The COVID-19 Pandemic reshapes our society. It forces us to adopt changes overnight so that we can continue in our daily lives. As schools closed their gates, theaters rolled down their curtains, and sports events halted, we have no other choice but to move on. To live.
For more than a year, we have been fighting against this vicious virus. We have already adopted many things which in the past we couldn't imagine. Classes in schools are now through different distance learning modalities. Movies, concerts, and even sporting events are now over the internet through various streaming platforms. The implementation of community lockdowns to prevent the spread of the virus lead to the rise in popularity of different e-commerce businesses. Instead of going personally to the market, we are opted to buy online. We started to use e-wallets to pay for the goods and services that we avail as we follow strict government policies towards social distancing. We are indeed in a paradigm shift, the end, and the beginning.
COVID-19 Pandemic is just one of many illnesses that transformed societies throughout the known human history.
In the 1400s, during the European medieval ages, the Bubonic plague swept most of the population of Europe. The direct impacts on the economy and society were a reduction in production and consumption. It caused economic effects that brought the deepest recession in history. The workforce was scarce during that time, many scholars and engineers started developing new technologies that would help cope with the demands needed in the market. For example, the invention of the mechanized printing press by Johannes Guttenberg resulted in the fast reproduction of books that made information and knowledge more accessible and cheaper to the public. These led to the scientific revolution and the age of exploration that changed the course of man.
In the 1920s, the Spanish Flu (H1N1) swept the globe between 1918 and 1919. It infected about 500 million people while killing around 50 million. The death toll might be higher as there was a problem with under-reporting and the absence of reliable diagnostic tests at the time.
As the Spanish Flu continued infecting more people, many countries started to adopt the concept of socialized medicine and healthcare, and a move to better disease surveillance, better public health, and a more organized collection of healthcare data.
In 2003 Severe Acute Respiratory Syndrome (SARS) was first identified after an outbreak in China. It rapidly spread to 4 other countries. A similar type of virus emerged in the middle east in 2012, the Middle East Respiratory Syndrome Coronavirus (MERS-CoV). It caused two outbreaks in South Korea in 2015 and in Saudi Arabia in 2018, and still has ongoing reports of sporadic cases nowadays.

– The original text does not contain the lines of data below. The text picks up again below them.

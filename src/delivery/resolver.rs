use regex::Regex;
use serde::Serialize;
use std::sync::OnceLock;

use crate::delivery::error::DeliveryError;
use crate::delivery::models::DeliveryZone;

/// Outcome of matching a neighborhood against the configured zones
#[derive(Debug, Clone, Serialize)]
pub struct ZoneResolution {
    pub available: bool,
    pub zone: Option<DeliveryZone>,
}

/// Resolve a neighborhood name to a delivery zone
///
/// With no zones configured at all the resolver fails open: delivery is
/// available everywhere with no zone attached. Otherwise the input and
/// every candidate neighborhood are compared after trim + lowercase, and
/// the first zone listing a matching neighborhood wins. Overlapping
/// neighborhoods across zones are a data-quality assumption, not
/// enforced here. Pickup orders never reach this resolver.
pub fn resolve(neighborhood: &str, zones: &[DeliveryZone]) -> ZoneResolution {
    if zones.is_empty() {
        return ZoneResolution {
            available: true,
            zone: None,
        };
    }

    let needle = normalize(neighborhood);

    for zone in zones {
        if zone
            .neighborhoods
            .iter()
            .any(|candidate| normalize(candidate) == needle)
        {
            return ZoneResolution {
                available: true,
                zone: Some(zone.clone()),
            };
        }
    }

    ZoneResolution {
        available: false,
        zone: None,
    }
}

fn normalize(s: &str) -> String {
    s.trim().to_lowercase()
}

fn non_digits() -> &'static Regex {
    static NON_DIGITS: OnceLock<Regex> = OnceLock::new();
    NON_DIGITS.get_or_init(|| Regex::new(r"\D").unwrap())
}

/// Normalize a CEP to `#####-###` form
///
/// Strips every non-digit and requires exactly eight digits to remain.
/// No postal lookup happens server-side; this only guards the shape.
pub fn normalize_cep(raw: &str) -> Result<String, DeliveryError> {
    let digits = non_digits().replace_all(raw, "");

    if digits.len() != 8 {
        return Err(DeliveryError::InvalidCep(
            "CEP must contain exactly 8 digits".to_string(),
        ));
    }

    Ok(format!("{}-{}", &digits[..5], &digits[5..]))
}

#[cfg(test)]
mod tests {
    use super::*;
    use chrono::Utc;
    use rust_decimal::Decimal;
    use rust_decimal_macros::dec;

    fn zone(id: i32, name: &str, neighborhoods: &[&str], fee: Decimal) -> DeliveryZone {
        DeliveryZone {
            id,
            name: name.to_string(),
            neighborhoods: neighborhoods.iter().map(|n| n.to_string()).collect(),
            delivery_fee: fee,
            estimated_time_min: 30,
            estimated_time_max: 60,
            display_order: 0,
            is_active: true,
            created_at: Utc::now(),
            updated_at: Utc::now(),
        }
    }

    #[test]
    fn test_empty_zone_list_fails_open() {
        let resolution = resolve("Qualquer Bairro", &[]);

        assert!(resolution.available);
        assert!(resolution.zone.is_none());
    }

    #[test]
    fn test_match_is_normalized() {
        let zones = vec![zone(1, "Zona Central", &["centro"], dec!(5.00))];

        let resolution = resolve("  Centro  ", &zones);

        assert!(resolution.available);
        assert_eq!(resolution.zone.unwrap().id, 1);
    }

    #[test]
    fn test_no_match_is_unavailable() {
        let zones = vec![zone(1, "Zona Central", &["centro", "bela vista"], dec!(5.00))];

        let resolution = resolve("Jardins", &zones);

        assert!(!resolution.available);
        assert!(resolution.zone.is_none());
    }

    #[test]
    fn test_first_matching_zone_wins() {
        let zones = vec![
            zone(1, "Zona Central", &["centro"], dec!(5.00)),
            zone(2, "Zona Duplicada", &["centro"], dec!(9.00)),
        ];

        let resolution = resolve("centro", &zones);

        assert_eq!(resolution.zone.unwrap().id, 1);
    }

    #[test]
    fn test_fee_and_eta_come_from_matched_zone() {
        let zones = vec![
            zone(1, "Zona Central", &["centro"], dec!(5.00)),
            zone(2, "Zona Sul", &["vila mariana", "saude"], dec!(8.00)),
        ];

        let resolution = resolve("Vila Mariana", &zones);
        let matched = resolution.zone.unwrap();

        assert_eq!(matched.delivery_fee, dec!(8.00));
        assert_eq!(matched.estimated_time_min, 30);
        assert_eq!(matched.estimated_time_max, 60);
    }

    #[test]
    fn test_normalize_cep_accepts_common_shapes() {
        assert_eq!(normalize_cep("01310-100").unwrap(), "01310-100");
        assert_eq!(normalize_cep("01310100").unwrap(), "01310-100");
        assert_eq!(normalize_cep(" 01310 100 ").unwrap(), "01310-100");
    }

    #[test]
    fn test_normalize_cep_rejects_wrong_length() {
        assert!(normalize_cep("0131010").is_err());
        assert!(normalize_cep("013101000").is_err());
        assert!(normalize_cep("abcdefgh").is_err());
        assert!(normalize_cep("").is_err());
    }
}
use axum::{
    http::StatusCode,
    response::{IntoResponse, Response},
    Json,
};
use serde_json::json;

/// Error types for loyalty operations
#[derive(Debug, thiserror::Error)]
pub enum LoyaltyError {
    #[error("Insufficient points")]
    InsufficientPoints,

    #[error("Reward {0} not found")]
    RewardNotFound(i32),

    #[error("Validation error: {0}")]
    ValidationError(String),

    #[error("Database error: {0}")]
    DatabaseError(String),
}

impl From<sqlx::Error> for LoyaltyError {
    fn from(err: sqlx::Error) -> Self {
        LoyaltyError::DatabaseError(err.to_string())
    }
}

impl IntoResponse for LoyaltyError {
    fn into_response(self) -> Response {
        let (status, error_message) = match self {
            LoyaltyError::InsufficientPoints => (
                StatusCode::UNPROCESSABLE_ENTITY,
                "Insufficient points".to_string(),
            ),
            LoyaltyError::RewardNotFound(id) => (
                StatusCode::NOT_FOUND,
                format!("Reward with id {} not found", id),
            ),
            LoyaltyError::ValidationError(msg) => (StatusCode::BAD_REQUEST, msg),
            LoyaltyError::DatabaseError(msg) => {
                tracing::error!("Database error: {}", msg);
                (
                    StatusCode::INTERNAL_SERVER_ERROR,
                    "A database error occurred".to_string(),
                )
            }
        };

        let body = Json(json!({
            "error": error_message,
        }));

        (status, body).into_response()
    }
}
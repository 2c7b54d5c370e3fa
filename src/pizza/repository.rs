use sqlx::PgPool;

use crate::pizza::error::PizzaError;
use crate::pizza::models::{
    CreatePizzaBorder, CreatePizzaSize, PizzaBorder, PizzaSize, ProductPrice,
};

/// Repository for pizza size, border and per-size price operations
#[derive(Clone)]
pub struct PizzaOptionsRepository {
    pool: PgPool,
}

impl PizzaOptionsRepository {
    /// Create a new PizzaOptionsRepository
    pub fn new(pool: PgPool) -> Self {
        Self { pool }
    }

    /// List pizza sizes, optionally restricted to active ones
    pub async fn list_sizes(&self, active_only: bool) -> Result<Vec<PizzaSize>, PizzaError> {
        let query = if active_only {
            "SELECT * FROM pizza_sizes WHERE is_active = TRUE ORDER BY display_order, id"
        } else {
            "SELECT * FROM pizza_sizes ORDER BY display_order, id"
        };

        let sizes = sqlx::query_as::<_, PizzaSize>(query)
            .fetch_all(&self.pool)
            .await?;

        Ok(sizes)
    }

    /// Find a pizza size by ID
    pub async fn find_size(&self, id: i32) -> Result<Option<PizzaSize>, PizzaError> {
        let size = sqlx::query_as::<_, PizzaSize>("SELECT * FROM pizza_sizes WHERE id = $1")
            .bind(id)
            .fetch_optional(&self.pool)
            .await?;

        Ok(size)
    }

    /// Create a pizza size
    pub async fn create_size(&self, size: &CreatePizzaSize) -> Result<PizzaSize, PizzaError> {
        let created = sqlx::query_as::<_, PizzaSize>(
            r#"
            INSERT INTO pizza_sizes (code, name, description, price_multiplier, max_flavors, display_order, is_active)
            VALUES ($1, $2, $3, $4, $5, $6, $7)
            RETURNING *
            "#,
        )
        .bind(&size.code)
        .bind(&size.name)
        .bind(&size.description)
        .bind(size.price_multiplier)
        .bind(size.max_flavors)
        .bind(size.display_order)
        .bind(size.is_active)
        .fetch_one(&self.pool)
        .await?;

        Ok(created)
    }

    /// Update a pizza size, keeping existing values for omitted fields
    pub async fn update_size(&self, existing: &PizzaSize) -> Result<PizzaSize, PizzaError> {
        let updated = sqlx::query_as::<_, PizzaSize>(
            r#"
            UPDATE pizza_sizes
            SET code = $1,
                name = $2,
                description = $3,
                price_multiplier = $4,
                max_flavors = $5,
                display_order = $6,
                is_active = $7,
                updated_at = NOW()
            WHERE id = $8
            RETURNING *
            "#,
        )
        .bind(&existing.code)
        .bind(&existing.name)
        .bind(&existing.description)
        .bind(existing.price_multiplier)
        .bind(existing.max_flavors)
        .bind(existing.display_order)
        .bind(existing.is_active)
        .bind(existing.id)
        .fetch_one(&self.pool)
        .await?;

        Ok(updated)
    }

    /// Delete a pizza size; returns false when no row matched
    pub async fn delete_size(&self, id: i32) -> Result<bool, PizzaError> {
        let result = sqlx::query("DELETE FROM pizza_sizes WHERE id = $1")
            .bind(id)
            .execute(&self.pool)
            .await?;

        Ok(result.rows_affected() > 0)
    }

    /// List pizza borders, optionally restricted to active ones
    pub async fn list_borders(&self, active_only: bool) -> Result<Vec<PizzaBorder>, PizzaError> {
        let query = if active_only {
            "SELECT * FROM pizza_borders WHERE is_active = TRUE ORDER BY display_order, id"
        } else {
            "SELECT * FROM pizza_borders ORDER BY display_order, id"
        };

        let borders = sqlx::query_as::<_, PizzaBorder>(query)
            .fetch_all(&self.pool)
            .await?;

        Ok(borders)
    }

    /// Find a pizza border by ID
    pub async fn find_border(&self, id: i32) -> Result<Option<PizzaBorder>, PizzaError> {
        let border = sqlx::query_as::<_, PizzaBorder>("SELECT * FROM pizza_borders WHERE id = $1")
            .bind(id)
            .fetch_optional(&self.pool)
            .await?;

        Ok(border)
    }

    /// Create a pizza border
    pub async fn create_border(
        &self,
        border: &CreatePizzaBorder,
    ) -> Result<PizzaBorder, PizzaError> {
        let created = sqlx::query_as::<_, PizzaBorder>(
            r#"
            INSERT INTO pizza_borders (name, description, additional_price, display_order, is_active)
            VALUES ($1, $2, $3, $4, $5)
            RETURNING *
            "#,
        )
        .bind(&border.name)
        .bind(&border.description)
        .bind(border.additional_price)
        .bind(border.display_order)
        .bind(border.is_active)
        .fetch_one(&self.pool)
        .await?;

        Ok(created)
    }

    /// Update a pizza border with already-merged field values
    pub async fn update_border(&self, existing: &PizzaBorder) -> Result<PizzaBorder, PizzaError> {
        let updated = sqlx::query_as::<_, PizzaBorder>(
            r#"
            UPDATE pizza_borders
            SET name = $1,
                description = $2,
                additional_price = $3,
                display_order = $4,
                is_active = $5,
                updated_at = NOW()
            WHERE id = $6
            RETURNING *
            "#,
        )
        .bind(&existing.name)
        .bind(&existing.description)
        .bind(existing.additional_price)
        .bind(existing.display_order)
        .bind(existing.is_active)
        .bind(existing.id)
        .fetch_one(&self.pool)
        .await?;

        Ok(updated)
    }

    /// Delete a pizza border; returns false when no row matched
    pub async fn delete_border(&self, id: i32) -> Result<bool, PizzaError> {
        let result = sqlx::query("DELETE FROM pizza_borders WHERE id = $1")
            .bind(id)
            .execute(&self.pool)
            .await?;

        Ok(result.rows_affected() > 0)
    }

    /// List per-size price overrides for one product
    pub async fn prices_for_product(&self, product_id: i32) -> Result<Vec<ProductPrice>, PizzaError> {
        let prices = sqlx::query_as::<_, ProductPrice>(
            "SELECT * FROM product_prices WHERE product_id = $1 ORDER BY size_id",
        )
        .bind(product_id)
        .fetch_all(&self.pool)
        .await?;

        Ok(prices)
    }

    /// List per-size price overrides for a set of products
    pub async fn prices_for_products(
        &self,
        product_ids: &[i32],
    ) -> Result<Vec<ProductPrice>, PizzaError> {
        let prices = sqlx::query_as::<_, ProductPrice>(
            "SELECT * FROM product_prices WHERE product_id = ANY($1)",
        )
        .bind(product_ids)
        .fetch_all(&self.pool)
        .await?;

        Ok(prices)
    }

    /// Find one price override by (product, size)
    pub async fn find_price(
        &self,
        product_id: i32,
        size_id: i32,
    ) -> Result<Option<ProductPrice>, PizzaError> {
        let price = sqlx::query_as::<_, ProductPrice>(
            "SELECT * FROM product_prices WHERE product_id = $1 AND size_id = $2",
        )
        .bind(product_id)
        .bind(size_id)
        .fetch_optional(&self.pool)
        .await?;

        Ok(price)
    }

    /// Create or replace the price override for (product, size)
    pub async fn upsert_price(
        &self,
        product_id: i32,
        size_id: i32,
        price: rust_decimal::Decimal,
    ) -> Result<ProductPrice, PizzaError> {
        let row = sqlx::query_as::<_, ProductPrice>(
            r#"
            INSERT INTO product_prices (product_id, size_id, price)
            VALUES ($1, $2, $3)
            ON CONFLICT (product_id, size_id)
            DO UPDATE SET price = EXCLUDED.price, updated_at = NOW()
            RETURNING *
            "#,
        )
        .bind(product_id)
        .bind(size_id)
        .bind(price)
        .fetch_one(&self.pool)
        .await?;

        Ok(row)
    }

    /// Delete the price override for (product, size); returns false when
    /// no row matched
    pub async fn delete_price(&self, product_id: i32, size_id: i32) -> Result<bool, PizzaError> {
        let result = sqlx::query("DELETE FROM product_prices WHERE product_id = $1 AND size_id = $2")
            .bind(product_id)
            .bind(size_id)
            .execute(&self.pool)
            .await?;

        Ok(result.rows_affected() > 0)
    }
}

Through our experiences in SARS and MERS-CoV in the past years, during the advent of the then-called Novel Corona Virus, countries around the globe immediately closed their borders and implemented different community quarantine protocols. It is in response to the World Health Organization's declaration of COVID -19 a pandemic. Existing studies and understanding from SARS and MERS-CoV helped to fast track the development of vaccines and implementation of minimum public health protocols we use to date.